As shown in FIG. 6, the first support member 260 is coupled to the discharge end of the housing 230, that is, the extension part 232, and an opening 260a is formed to allow ink to flow. have. The second support member 290 is supported by being in contact with the discharge end of the housing 230 together with the first support member 260, and a plurality of fine holes 290a for discharging ink in the housing 230. Is formed. More preferably, the second support member 290 is formed with a hollow 290b in which the central axis of the first support member 260 is inserted and supported, thereby stably securing the housing 230 by their mutual coupling. To support it.

In addition, the first and second support members 260 and 290 are both detachably coupled to the housing 230, so that the first and second support members 260 and 290 are easily detachable when the inside of the housing 230 needs to be cleaned and managed.

As another alternative, the first support member and the second support member may be integrated into one component.

An elastic means 300 is interposed between the support means and the cover 220 to elastically bias the support means with respect to the housing 230. Preferably, the elastic means 300 may include an elastic bracket 301 corresponding to the shape to provide a stable elastic force.

The rotary shaft 240 is coupled to a plurality of rotary blades 250, the configuration of which is shown in FIG. Referring to the drawings, the rotary blade 250 is composed of a plurality of wings 251 extending radially, and a rim 252 connecting the ends of the wings 251, the wing 251 An opening 250a through which ink flows is formed therebetween. The size and number of the wings may be appropriately designed in consideration of the viscosity and the measurement range of the ink.

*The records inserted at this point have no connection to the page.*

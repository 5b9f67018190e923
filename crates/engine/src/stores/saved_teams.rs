//! Saved team set storage.
//!
//! Named, immutable snapshots of past generation results, most-recent-first.
//! Lifecycle is independent of the roster and the selection set.

use chrono::{DateTime, Utc};
use tokio::sync::RwLock;

use squadbldr_domain::{DomainError, SavedTeamSet, SavedTeamSetId, Team};

/// In-memory store for persisted team partitions.
#[derive(Default)]
pub struct SavedTeamSetStore {
    sets: RwLock<Vec<SavedTeamSet>>,
}

impl SavedTeamSetStore {
    pub fn new() -> Self {
        Self::default()
    }

    /// Snapshot a generation result under a fresh id, prepending it to the
    /// collection. An empty result cannot be saved (store invariant); the
    /// non-empty-name check is a caller precondition, enforced upstream.
    pub async fn save(
        &self,
        name: impl Into<String>,
        teams: Vec<Team>,
        created_at: DateTime<Utc>,
    ) -> Result<SavedTeamSet, DomainError> {
        if teams.is_empty() {
            return Err(DomainError::constraint(
                "cannot save an empty generation result",
            ));
        }

        let set = SavedTeamSet::new(name, teams, created_at);
        self.sets.write().await.insert(0, set.clone());
        Ok(set)
    }

    /// Remove the matching entry; no-op if absent.
    pub async fn delete(&self, id: SavedTeamSetId) {
        self.sets.write().await.retain(|s| s.id != id);
    }

    pub async fn get(&self, id: SavedTeamSetId) -> Option<SavedTeamSet> {
        self.sets.read().await.iter().find(|s| s.id == id).cloned()
    }

    /// Snapshot of all saved sets, most-recent-first.
    pub async fn list(&self) -> Vec<SavedTeamSet> {
        self.sets.read().await.clone()
    }
}
//! JSON file roster source.
//!
//! Loads the initial character collection from a JSON array of
//! `{id?, name, faction, value}` records, once at startup.

use std::path::PathBuf;

use async_trait::async_trait;

use crate::infrastructure::ports::{RosterRecord, RosterSource, RosterSourceError};

/// Roster source backed by a JSON file on disk.
pub struct JsonFileRosterSource {
    path: PathBuf,
}

impl JsonFileRosterSource {
    pub fn new(path: impl Into<PathBuf>) -> Self {
        Self { path: path.into() }
    }
}

#[async_trait]
impl RosterSource for JsonFileRosterSource {
    async fn load(&self) -> Result<Vec<RosterRecord>, RosterSourceError> {
        let raw = tokio::fs::read_to_string(&self.path)
            .await
            .map_err(|e| RosterSourceError::Unavailable(e.to_string()))?;

        serde_json::from_str(&raw).map_err(|e| RosterSourceError::Malformed(e.to_string()))
    }
}
//! Test fixtures for oracle-path and integration testing.

pub mod llm_integration;
pub mod llm_mocks;
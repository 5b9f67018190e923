//! In-memory session state storage modules.
//!
//! Stores manage runtime state for the current interactive session:
//! - `RosterStore` - the authoritative character collection
//! - `SelectionStore` - character ids chosen for team generation
//! - `SavedTeamSetStore` - named snapshots of past generation results

pub mod roster;
pub mod saved_teams;
pub mod selection;

// Re-export store types
pub use roster::RosterStore;
pub use saved_teams::SavedTeamSetStore;
pub use selection::SelectionStore;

According to the present invention, preferably the rotary blade 250 is installed between the ink passage member 235 of the housing 230. In other words, the rotary blade 250 and the ink passage member 235 are alternately provided. In such a configuration, even if the flow is distorted or turbulent flow occurs as the ink passes through the rotary vane 250, the ink can be changed back to a uniform laminar flow through the subsequent ink passage member 235, and thus has a stable flow. The viscosity of the ink can be measured.

In addition, the sensing member 270 is coupled to the rotating shaft 240 to rotate together with the rotating shaft 240, a detailed configuration of which is illustrated in FIG. 8. The sensing member 270 includes a plurality of branches 272 extending radially from the central body 271 in which the coupling hole 271a to which the rotating shaft 240 is coupled is formed. At the end, a sensing object 273 for measuring the rotation speed of the rotating shaft is attached.

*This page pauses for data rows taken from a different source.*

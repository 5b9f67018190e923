//! Infrastructure - external dependency ports and their adapters.

pub mod clock;
pub mod ollama;
pub mod ports;
pub mod roster_source;
//! Selection use cases.
//!
//! Toggling membership plus the derived values the UI shows next to the
//! generate trigger. Totals and counts are recomputed from current state on
//! every call; nothing here caches, so nothing here can go stale.

use std::sync::Arc;

use squadbldr_domain::{Character, CharacterId};

use crate::stores::{RosterStore, SelectionStore};

/// Selection operations and derived read models.
pub struct SelectionUseCases {
    roster: Arc<RosterStore>,
    selection: Arc<SelectionStore>,
}

impl SelectionUseCases {
    pub fn new(roster: Arc<RosterStore>, selection: Arc<SelectionStore>) -> Self {
        Self { roster, selection }
    }

    /// Toggle a character in or out of the selection. Returns whether the
    /// character is selected afterwards.
    pub async fn toggle(&self, id: CharacterId) -> bool {
        self.selection.toggle(id).await
    }

    pub async fn is_selected(&self, id: CharacterId) -> bool {
        self.selection.contains(id).await
    }

    pub async fn selected_count(&self) -> usize {
        self.selection.len().await
    }

    /// Selected characters in roster order, resolved against the
    /// authoritative store at call time.
    pub async fn selected_characters(&self) -> Vec<Character> {
        let ids = self.selection.ids().await;
        self.roster
            .list()
            .await
            .into_iter()
            .filter(|c| ids.contains(&c.id))
            .collect()
    }

    /// Combined value of the selected characters.
    pub async fn total_selected_value(&self) -> u64 {
        self.selected_characters()
            .await
            .iter()
            .map(|c| u64::from(c.value()))
            .sum()
    }

    /// Whether generation may be triggered for the given team count.
    pub async fn can_generate(&self, team_count: u32) -> bool {
        team_count >= 2 && self.selected_count().await >= team_count as usize
    }
}
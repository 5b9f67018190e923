//! Team generation use cases - the core of the system.
//!
//! Given the selection set and a target team count, builds the oracle
//! request, invokes the oracle, validates and reconciles the response into
//! authoritative characters, and manages the transient result until it is
//! saved or replaced.
//!
//! One generation is expected to be in flight at a time per selection
//! context; serializing calls (e.g., disabling the trigger) is the caller's
//! responsibility. There are no internal retries, queues, or cancellation.

mod prompt;
mod response;

#[cfg(test)]
mod llm_integration_tests;

pub use response::{OracleReply, RawMember, RawTeam, ShapeError};

use std::sync::Arc;

use tokio::sync::RwLock;

use squadbldr_domain::{Character, DomainError, SavedTeamSet, SavedTeamSetId, Team};

use crate::infrastructure::ports::{ClockPort, LlmError, LlmPort};
use crate::stores::{RosterStore, SavedTeamSetStore, SelectionStore};

/// Failures of a generation attempt. Each variant carries the single
/// human-readable message shown in place of any prior result.
#[derive(Debug, thiserror::Error)]
pub enum TeamGenError {
    #[error("at least 2 teams are required")]
    InvalidTeamCount { team_count: u32 },

    #[error("at least {team_count} characters are required to form {team_count} teams")]
    NotEnoughCharacters { selected: usize, team_count: u32 },

    /// Transport/availability failure; retryable by the user, never
    /// automatically.
    #[error("could not reach the team balancing service, please try again: {0}")]
    Oracle(#[from] LlmError),

    /// The oracle's response was not parseable JSON.
    #[error("the balancing service returned an unreadable response, generate again")]
    UnparseableResponse,

    /// Parseable JSON that lacks the `teams` contract.
    #[error("the balancing service returned an unexpected response shape, generate again")]
    UnexpectedShape,
}

/// Orchestrates team generation and the saved-set lifecycle.
pub struct TeamUseCases {
    llm: Arc<dyn LlmPort>,
    clock: Arc<dyn ClockPort>,
    roster: Arc<RosterStore>,
    selection: Arc<SelectionStore>,
    saved: Arc<SavedTeamSetStore>,
    /// The transient result of the latest successful generation. Replaced on
    /// every attempt, consumed exactly once by a save.
    current: RwLock<Vec<Team>>,
}

impl TeamUseCases {
    pub fn new(
        llm: Arc<dyn LlmPort>,
        clock: Arc<dyn ClockPort>,
        roster: Arc<RosterStore>,
        selection: Arc<SelectionStore>,
        saved: Arc<SavedTeamSetStore>,
    ) -> Self {
        Self {
            llm,
            clock,
            roster,
            selection,
            saved,
            current: RwLock::new(Vec::new()),
        }
    }

    /// Generate a partition of the selected characters into `team_count`
    /// teams.
    ///
    /// Validation failures are reported synchronously; the oracle is never
    /// invoked for them. Any failure clears the previous result, so an
    /// error message is never shown alongside stale teams.
    pub async fn generate(&self, team_count: u32) -> Result<Vec<Team>, TeamGenError> {
        let selected = self.selected_characters().await;

        if team_count < 2 {
            return Err(TeamGenError::InvalidTeamCount { team_count });
        }
        if selected.len() < team_count as usize {
            return Err(TeamGenError::NotEnoughCharacters {
                selected: selected.len(),
                team_count,
            });
        }

        // Replace any previous result before the oracle call; a failure must
        // not leave stale teams behind.
        self.current.write().await.clear();

        let request = prompt::build_request(&selected, team_count);
        let response = self.llm.generate(request).await?;

        if let Some(usage) = &response.usage {
            tracing::debug!(
                prompt_tokens = usage.prompt_tokens,
                completion_tokens = usage.completion_tokens,
                "Oracle token usage"
            );
        }

        let teams = match response::parse_oracle_reply(&response.content) {
            OracleReply::ValidShape(raw_teams) => response::reconcile(&selected, raw_teams),
            OracleReply::MalformedShape(ShapeError::NotJson) => {
                return Err(TeamGenError::UnparseableResponse)
            }
            OracleReply::MalformedShape(ShapeError::MissingTeams) => {
                return Err(TeamGenError::UnexpectedShape)
            }
        };

        tracing::info!(
            team_count = teams.len(),
            placed = teams.iter().map(|t| t.members.len()).sum::<usize>(),
            selected = selected.len(),
            "Generated team partition"
        );

        *self.current.write().await = teams.clone();
        Ok(teams)
    }

    /// The transient result awaiting a save, if any.
    pub async fn current_teams(&self) -> Vec<Team> {
        self.current.read().await.clone()
    }

    /// Snapshot the current generation result under the given name and
    /// clear it; the transient result is consumed exactly once.
    pub async fn save_teams(&self, name: &str) -> Result<SavedTeamSet, DomainError> {
        if name.trim().is_empty() {
            return Err(DomainError::validation("a team set name is required"));
        }

        let mut current = self.current.write().await;
        if current.is_empty() {
            return Err(DomainError::constraint("no generation result to save"));
        }

        let teams = std::mem::take(&mut *current);
        let set = self.saved.save(name.trim(), teams, self.clock.now()).await?;
        tracing::info!(id = %set.id, name = %set.name, "Saved team set");
        Ok(set)
    }

    /// Delete a saved set; no-op if absent.
    pub async fn delete_saved(&self, id: SavedTeamSetId) {
        self.saved.delete(id).await;
    }

    /// All saved sets, most-recent-first.
    pub async fn saved_sets(&self) -> Vec<SavedTeamSet> {
        self.saved.list().await
    }

    /// Selected characters resolved against the authoritative roster, in
    /// roster order.
    async fn selected_characters(&self) -> Vec<Character> {
        let ids = self.selection.ids().await;
        self.roster
            .list()
            .await
            .into_iter()
            .filter(|c| ids.contains(&c.id))
            .collect()
    }
}
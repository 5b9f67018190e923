//! Unified error type for the domain layer.
//!
//! Keeps error handling consistent across domain operations without forcing
//! callers onto String or anyhow.

use thiserror::Error;

/// Unified error type for domain operations
#[derive(Debug, Error, Clone)]
pub enum DomainError {
    /// Validation failed (e.g., invalid field values)
    #[error("Validation failed: {0}")]
    Validation(String),

    /// Entity not found
    #[error("Entity not found: {entity_type} with id {id}")]
    NotFound {
        entity_type: &'static str,
        id: String,
    },

    /// Business rule violation
    #[error("Constraint violation: {0}")]
    Constraint(String),
}

impl DomainError {
    /// Creates a validation error for business rule violations.
    ///
    /// Use this when domain invariants are violated:
    /// - Required fields are empty or missing
    /// - Values are outside allowed ranges
    pub fn validation(msg: impl Into<String>) -> Self {
        Self::Validation(msg.into())
    }

    /// Create a not found error
    pub fn not_found(entity_type: &'static str, id: impl Into<String>) -> Self {
        Self::NotFound {
            entity_type,
            id: id.into(),
        }
    }

    /// Create a constraint violation error
    pub fn constraint(msg: impl Into<String>) -> Self {
        Self::Constraint(msg.into())
    }
}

Preferably, the sensing member 270 is designed to minimize the frictional force with the ink when rotating, it should be understood that the shape and structure of the branch portion can be variously modified according to this purpose.

In addition, a sensor 280 is installed outside the housing 210 to detect the sensing object 273 installed in the sensing member 270.

According to a preferred embodiment of the present invention, a permanent magnet is employed as the sensing object 273, and thus, when the sensing member 270 rotates, the sensor 280 detects the permanent magnet in response to a change in magnetic field, thereby rotating the shaft. The number of revolutions of can be measured.

Alternatively, the sensing member 270 may be integrally manufactured with a magnetic plastic magnet or the like, and the sensor 280 may measure the rotation speed by sensing the same.

The ink viscosity adjusting device according to the present invention includes ink pressure adjusting means for maintaining a constant inflow pressure of the ink by bypassing when the incoming ink pressure is excessive.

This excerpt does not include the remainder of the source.